The concept stream introduced in the STMDDFPC extends the concept of the previously proposed asynchronous list. The basic idea remains the same and is in asynchronous data coming. However, all elements are assumed to be of the same named type, which in turn cannot be a stream or a swarm. This is consistent with the concepts of generic statically typed languages. A stream can be viewed as an entity (Fig. 1) with the following properties:

Fig. 1.
figure 1

General scheme of a stream.

• When at least one data element is ready and is placed into a stream, it generates a signal informing about its readiness.

• Any ready data element can be read from a stream for further processing.

• If new data elements come to a stream during the processing of another element selected from the stream, they can also be selected from the stream asynchronously in the order of their coming and processed in parallel.

• If two elements of a stream are processed in parallel, then the results of the processing may be placed into another stream of the corresponding type; the order of the results in the latter stream depends on the processing time and may differ from the initial order of the corresponding arguments.

• A stream can be checked for availability of further coming data, which allows completing the processing.

2.1.1. Basic stream operations. A stream in the Smile programming language is defined by the following syntax:

stream = element_type_name ''{}''.

Operations with streams can be performed using the massive operator of interpretation. In this case, all elements of the processed stream, after applying a function, come to the generated output stream, that accumulates the results of calculations. For example, the application of the function sin to all elements of the input stream X with the output stream Y in the Smile language can be written as follows:

X::sin >> Y

where the stream X is previously described as X@float{}. The @ character separates the name of the used entity from its type. The output stream is automatically generated and has the same type as the result type of the function sin, the type is defined by function signature:

sin << func float -> float

At the same time, the order of result elements in the stream denoted by Y may differ from the order in which the arguments come to the stream X.

It is assumed that operations on the stream are not applied directly. This is due to the fact that direct access to the stream can lead to side effects that change its state, which does not allow other operations to be correctly applied to the stream in parallel. Instead, the single-argument operator of interpretation operates with the stream through a reference. The presence of several references to one stream, which in fact play the role of iterators, allows processing it in different ways in different parts of the program. The syntax of a reference to a stream in Smile is as follows:

stream_reference = element_type_name ''{*}''.

Streams can be passed to functions as parameters by references. The function calculating the sine for all elements of the stream in Smile is as follows:

sinStream << funcdef X@float {*} -> float {*} {

  X::sin:return

}

That is, passing streams by reference allows massive function application. It should also be noted that, when a stream is used as an argument to a massive operator of interpretation, a hidden local reference to the stream is automatically created in order to avoid side effects.

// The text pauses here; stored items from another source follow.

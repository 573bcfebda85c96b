//! Non-blocking change notification handoff.
//!
//! The original design flaw this module exists to avoid: running delivery
//! inline in the per-file scan loop, so one slow notification stalls the
//! whole cycle. [`ChannelNotifier`] instead hands each change to a bounded
//! channel consumed by the external delivery worker; the scan loop never
//! waits on it.
//!
//! # Event Flow
//!
//! ```text
//! Diff Engine (Changed classification)
//!        │
//!        │ try_send (never blocks)
//!        ▼
//! bounded mpsc channel
//!        │
//!        ▼
//! delivery worker (external collaborator: email, webhook, ...)
//! ```

use tokio::sync::mpsc;
use tokio::sync::mpsc::error::TrySendError;
use tracing::{debug, warn};

use vigil_core::{ChangeNotifier, FileChange};

/// A notifier that hands change events to a bounded channel.
///
/// The send never blocks: when the delivery collaborator falls a full
/// buffer behind, further events are dropped with a warning rather than
/// stalling the scan loop. Events are sent in detection order; delivery
/// order and retries are the consumer's concern.
///
/// # Examples
///
/// ```
/// use vigil_scanner::ChannelNotifier;
/// use vigil_core::{ChangeNotifier, Digest, FileChange};
/// use camino::Utf8PathBuf;
///
/// let (notifier, mut rx) = ChannelNotifier::new(16);
///
/// notifier.file_changed(FileChange {
///     path: Utf8PathBuf::from("/watched/a.txt"),
///     old_digest: Digest::from_bytes([1u8; 32]),
///     new_digest: Digest::from_bytes([2u8; 32]),
/// });
///
/// let change = rx.try_recv().unwrap();
/// assert_eq!(change.path, "/watched/a.txt");
/// ```
#[derive(Debug, Clone)]
pub struct ChannelNotifier {
    /// Sender half of the handoff channel.
    tx: mpsc::Sender<FileChange>,
}

impl ChannelNotifier {
    /// Creates a notifier and the receiver for the delivery worker.
    ///
    /// # Arguments
    ///
    /// * `capacity` - How many undelivered events to buffer before dropping
    #[must_use]
    pub fn new(capacity: usize) -> (Self, mpsc::Receiver<FileChange>) {
        let (tx, rx) = mpsc::channel(capacity);
        (Self { tx }, rx)
    }
}

impl ChangeNotifier for ChannelNotifier {
    fn file_changed(&self, change: FileChange) {
        match self.tx.try_send(change) {
            Ok(()) => {}
            Err(TrySendError::Full(change)) => {
                warn!(
                    path = %change.path,
                    "Notification buffer full, dropping change event"
                );
            }
            Err(TrySendError::Closed(change)) => {
                debug!(
                    path = %change.path,
                    "Notification receiver gone, dropping change event"
                );
            }
        }
    }
}

#[cfg(test)]
mod tests {
    use super::*;
    use camino::Utf8PathBuf;
    use vigil_core::Digest;

    fn change(name: &str) -> FileChange {
        FileChange {
            path: Utf8PathBuf::from(name),
            old_digest: Digest::from_bytes([1u8; 32]),
            new_digest: Digest::from_bytes([2u8; 32]),
        }
    }

    #[test]
    fn test_events_arrive_in_detection_order() {
        let (notifier, mut rx) = ChannelNotifier::new(8);
        notifier.file_changed(change("/w/a.txt"));
        notifier.file_changed(change("/w/b.txt"));

        assert_eq!(rx.try_recv().unwrap().path, "/w/a.txt");
        assert_eq!(rx.try_recv().unwrap().path, "/w/b.txt");
    }

    #[test]
    fn test_full_buffer_drops_without_blocking() {
        let (notifier, mut rx) = ChannelNotifier::new(1);
        notifier.file_changed(change("/w/a.txt"));
        // Buffer is full; this must return immediately instead of blocking
        notifier.file_changed(change("/w/b.txt"));

        assert_eq!(rx.try_recv().unwrap().path, "/w/a.txt");
        assert!(rx.try_recv().is_err());
    }

    #[test]
    fn test_closed_receiver_is_tolerated() {
        let (notifier, rx) = ChannelNotifier::new(1);
        drop(rx);
        notifier.file_changed(change("/w/a.txt"));
    }
}
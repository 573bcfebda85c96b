//! Per-file diff outcomes.
//!
//! This module provides the [`Classification`] enum describing the result of
//! comparing a freshly computed digest against the stored baseline.

use serde::{Deserialize, Serialize};

/// The outcome of diffing one file against the baseline.
///
/// Produced by the state store's upsert operation and aggregated into a
/// [`ScanSummary`](crate::ScanSummary) per scan cycle.
///
/// # Examples
///
/// ```
/// use vigil_core::Classification;
///
/// let outcome = Classification::Changed;
/// assert!(outcome.is_changed());
///
/// let outcome = Classification::New;
/// assert!(!outcome.is_changed());
/// ```
#[derive(Debug, Clone, Copy, PartialEq, Eq, Hash, Serialize, Deserialize)]
#[serde(rename_all = "snake_case")]
pub enum Classification {
    /// The path was observed for the first time; a baseline record was created.
    New,

    /// The stored digest matches the freshly computed one.
    Unchanged,

    /// The stored digest differs; the baseline record was overwritten.
    ///
    /// This is the only classification that produces a change notification.
    Changed,
}

impl Classification {
    /// Returns `true` if this outcome represents a modified file.
    ///
    /// First observations are not modifications: a `New` file establishes
    /// the baseline and never triggers a notification.
    ///
    /// # Examples
    ///
    /// ```
    /// use vigil_core::Classification;
    ///
    /// assert!(Classification::Changed.is_changed());
    /// assert!(!Classification::New.is_changed());
    /// assert!(!Classification::Unchanged.is_changed());
    /// ```
    #[inline]
    #[must_use]
    pub const fn is_changed(self) -> bool {
        matches!(self, Self::Changed)
    }

    /// Returns a short lowercase label for display and CSV output.
    #[inline]
    #[must_use]
    pub const fn label(self) -> &'static str {
        match self {
            Self::New => "new",
            Self::Unchanged => "unchanged",
            Self::Changed => "changed",
        }
    }
}
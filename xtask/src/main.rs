//! Build automation tasks for the vigil workspace.
//!
//! Run with: `cargo run -p xtask -- <command>`
//!
//! # Available Commands
//!
//! - `check`: Run all checks (fmt, clippy, test)
//! - `fmt`: Format code with rustfmt
//! - `lint`: Run clippy with all targets
//! - `test`: Run all tests
//! - `build`: Build release binary
//! - `clean`: Clean build artifacts
//! - `doc`: Generate documentation

// xtask is a build tool - printing to stderr is expected
#![allow(clippy::print_stderr)]

use std::process::Command;

use anyhow::{Context, Result, bail};
use clap::{Parser, Subcommand};

/// Build automation for vigil
#[derive(Parser)]
#[command(name = "xtask")]
#[command(about = "Build automation tasks for vigil")]
struct Cli {
    #[command(subcommand)]
    command: Commands,
}

#[derive(Subcommand)]
enum Commands {
    /// Run all checks (fmt --check, clippy, test)
    Check,
    /// Format code with rustfmt
    Fmt {
        /// Check formatting without modifying files
        #[arg(long)]
        check: bool,
    },
    /// Run clippy lints
    Lint {
        /// Automatically fix lint warnings
        #[arg(long)]
        fix: bool,
    },
    /// Run all tests
    Test {
        /// Run tests with release optimizations
        #[arg(long)]
        release: bool,
    },
    /// Build release binary
    Build {
        /// Build in debug mode
        #[arg(long)]
        debug: bool,
    },
    /// Clean build artifacts
    Clean,
    /// Generate documentation
    Doc {
        /// Open in browser after building
        #[arg(long)]
        open: bool,
    },
}

/// Runs a cargo subcommand, failing loudly on a non-zero exit.
fn cargo(args: &[&str]) -> Result<()> {
    eprintln!("xtask: cargo {}", args.join(" "));
    let status = Command::new("cargo")
        .args(args)
        .status()
        .with_context(|| format!("failed to spawn cargo {}", args.join(" ")))?;
    if !status.success() {
        bail!("cargo {} failed with {status}", args.join(" "));
    }
    Ok(())
}

fn main() -> Result<()> {
    let cli = Cli::parse();

    match cli.command {
        Commands::Check => {
            cargo(&["fmt", "--all", "--check"])?;
            cargo(&["clippy", "--workspace", "--all-targets"])?;
            cargo(&["test", "--workspace"])?;
        }
        Commands::Fmt { check } => {
            if check {
                cargo(&["fmt", "--all", "--check"])?;
            } else {
                cargo(&["fmt", "--all"])?;
            }
        }
        Commands::Lint { fix } => {
            if fix {
                cargo(&["clippy", "--workspace", "--all-targets", "--fix", "--allow-dirty"])?;
            } else {
                cargo(&["clippy", "--workspace", "--all-targets"])?;
            }
        }
        Commands::Test { release } => {
            if release {
                cargo(&["test", "--workspace", "--release"])?;
            } else {
                cargo(&["test", "--workspace"])?;
            }
        }
        Commands::Build { debug } => {
            if debug {
                cargo(&["build", "-p", "vigil-cli"])?;
            } else {
                cargo(&["build", "-p", "vigil-cli", "--release"])?;
            }
        }
        Commands::Clean => {
            cargo(&["clean"])?;
        }
        Commands::Doc { open } => {
            if open {
                cargo(&["doc", "--workspace", "--no-deps", "--open"])?;
            } else {
                cargo(&["doc", "--workspace", "--no-deps"])?;
            }
        }
    }

    Ok(())
}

In most cases, using massive stream operations is not sufficient for flexible asynchronous programming in the case when the element-wise processing or merging of data from multiple streams is needed. For this situations it is necessary to introduce additional constructs, in many respects similar to iterators. These constructs are defined by special one-argument functions of a stream. In particular, before direct access to a stream element, it is essential to check whether the stream is able to generate elements (analogous to the end-of-file condition). This is due to the fact that the number of elements coming into the stream may not be known in advance. To check the fact that the stream is able to generate data elements, we use the function is, which has the following signature:

is << func any{*} -> bool

any being a keyword denoting an arbitrary type. The function returns true if the stream is able to generate data elements or they are already in the stream. Otherwise, false is returned.

To fetch data from a stream, the function get is used, which reads the first element of the stream queue. If no element has been generated, the function get waits for its generation. If there are multiple elements in the stream queue, only one is selected. Attempting to execute this function for the stream which has already finished elements generation leads to error and interruption of the function. The function get has the following signature:

get << func any{*} -> any

Before reading the next element from the stream, it is necessary to remove the element that has been already read from the reference. The function pop is used for this. Attempting to execute this function for the stream which has already finished elements generation leads to error and interruption of the function. The function has the following signature:

pop << func any{*} -> any{*}

That is, this function returns a new reference to the same stream, but it is without the processed element (this element is no longer available through the returned reference).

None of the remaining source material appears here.